Germany’s exhibit focuses on urban life. France’s trumpets French culture. Japan’s features intelligent robots, some of which play the violin.

Xu Wei, an Expo spokesman, says nations are drawn to the event by the potential to show off their country to millions of potential tourists. G.M., along with Siemens, Europe’s largest engineering company, and other businesses can advertise to affluent Chinese attendees.

G.M.’s exhibit will showcase urban transportation in 2030. The company agreed to participate in 2006, three years before its 2009 bankruptcy, said Ms. Zhang, declining to provide the cost.

In addition to illustrating the pull of China’s rising economic and political clout, the fair is a means for Chinese leaders to bolster their domestic authority, said Shen Dingli, vice dean of the Institute of International Affairs at Fudan University in Shanghai.

“All nations understand that if they don’t go, they will miss an opportunity,” he said. Their attendance also “gives us face,” or enhances China’s reputation, while supporting what Mr. Shen calls the government’s core interest: “The survival of the Communist Party.”

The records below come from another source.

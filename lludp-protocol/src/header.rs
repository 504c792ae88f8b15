//! Packet header and appended-ACK trailer
//!
//! Every datagram starts with a 6-byte header: one flag byte, a big-endian
//! 32-bit sequence number, and a count of extra header bytes (usually zero).
//! When the appended-ACKs flag is set, the datagram ends with K big-endian
//! 32-bit ACK sequence numbers followed by a single count byte K.

use crate::CodecError;
use bytes::{Buf, BufMut, BytesMut};

/// Body is zero-run-length compressed
pub const FLAG_ZEROCODED: u8 = 0x80;
/// Sender expects an acknowledgement
pub const FLAG_RELIABLE: u8 = 0x40;
/// Retransmission of a previously sent sequence number
pub const FLAG_RESENT: u8 = 0x20;
/// ACK trailer appended after the body
pub const FLAG_APPENDED_ACKS: u8 = 0x10;

/// Size of the fixed header portion in bytes
pub const HEADER_SIZE: usize = 6;

/// Parsed packet header
#[derive(Debug, Clone, Copy, PartialEq, Eq)]
pub struct PacketHeader {
    /// Flag bits (zero-coded, reliable, resent, appended-acks)
    pub flags: u8,
    /// Sequence number
    pub sequence: u32,
    /// Count of extra header bytes following byte 5
    pub extra: u8,
}

impl PacketHeader {
    pub fn new(flags: u8, sequence: u32) -> Self {
        PacketHeader {
            flags,
            sequence,
            extra: 0,
        }
    }

    /// Parse the fixed header from the front of a datagram
    pub fn from_bytes(bytes: &[u8]) -> Result<Self, CodecError> {
        if bytes.len() < HEADER_SIZE {
            return Err(CodecError::InsufficientData {
                expected: HEADER_SIZE,
                actual: bytes.len(),
            });
        }

        let mut buf = &bytes[..HEADER_SIZE];
        let flags = buf.get_u8();
        let sequence = buf.get_u32();
        let extra = buf.get_u8();

        Ok(PacketHeader {
            flags,
            sequence,
            extra,
        })
    }

    /// Serialize the header (network byte order)
    pub fn to_bytes(&self, buf: &mut BytesMut) {
        buf.put_u8(self.flags);
        buf.put_u32(self.sequence);
        buf.put_u8(self.extra);
    }

    /// Offset of the body within the datagram
    #[inline]
    pub fn body_offset(&self) -> usize {
        HEADER_SIZE + self.extra as usize
    }

    #[inline]
    pub fn is_reliable(&self) -> bool {
        self.flags & FLAG_RELIABLE != 0
    }

    #[inline]
    pub fn is_resent(&self) -> bool {
        self.flags & FLAG_RESENT != 0
    }

    #[inline]
    pub fn is_zerocoded(&self) -> bool {
        self.flags & FLAG_ZEROCODED != 0
    }

    #[inline]
    pub fn has_appended_acks(&self) -> bool {
        self.flags & FLAG_APPENDED_ACKS != 0
    }
}

/// How many ACK numbers fit in the remaining MTU budget.
///
/// The trailer needs 4 bytes per ACK plus one trailing count byte, and the
/// count byte caps the block at 255 entries.
pub fn max_acks_that_fit(datagram_len: usize, mtu: usize) -> usize {
    let budget = mtu.saturating_sub(datagram_len);
    if budget < 5 {
        return 0;
    }
    ((budget - 1) / 4).min(255)
}

/// Append an ACK trailer to a serialized datagram.
///
/// The caller is responsible for setting [`FLAG_APPENDED_ACKS`] on byte 0.
pub fn append_acks(buf: &mut Vec<u8>, acks: &[u32]) {
    debug_assert!(!acks.is_empty() && acks.len() <= 255);
    for ack in acks {
        buf.extend_from_slice(&ack.to_be_bytes());
    }
    buf.push(acks.len() as u8);
}

/// Split a datagram into its body region and the appended ACK numbers.
///
/// Only valid when [`FLAG_APPENDED_ACKS`] is set. The returned slice excludes
/// the trailer.
pub fn strip_acks(datagram: &[u8]) -> Result<(&[u8], Vec<u32>), CodecError> {
    let count = *datagram.last().ok_or(CodecError::TruncatedAckBlock)? as usize;
    let trailer = count * 4 + 1;
    if datagram.len() < HEADER_SIZE + trailer {
        return Err(CodecError::TruncatedAckBlock);
    }

    let body_end = datagram.len() - trailer;
    let mut acks = Vec::with_capacity(count);
    let mut buf = &datagram[body_end..datagram.len() - 1];
    for _ in 0..count {
        acks.push(buf.get_u32());
    }

    Ok((&datagram[..body_end], acks))
}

The Expo reinforces the party’s hold on power because it is expected to foster growth, perpetuating a tacit bargain China’s people have made with the government to “yield their demand for political rights” as long as the economy expands and China’s image is burnished, Mr. Shen said.

“This is for domestic consumption more than anything else,” said Robert Ross, a professor of political science specializing in Chinese politics at Boston College in Massachusetts. “This will be spun as ‘the world is coming to China to praise China.’ What better symbol for China’s domestic masses of the greatness of their leaders?”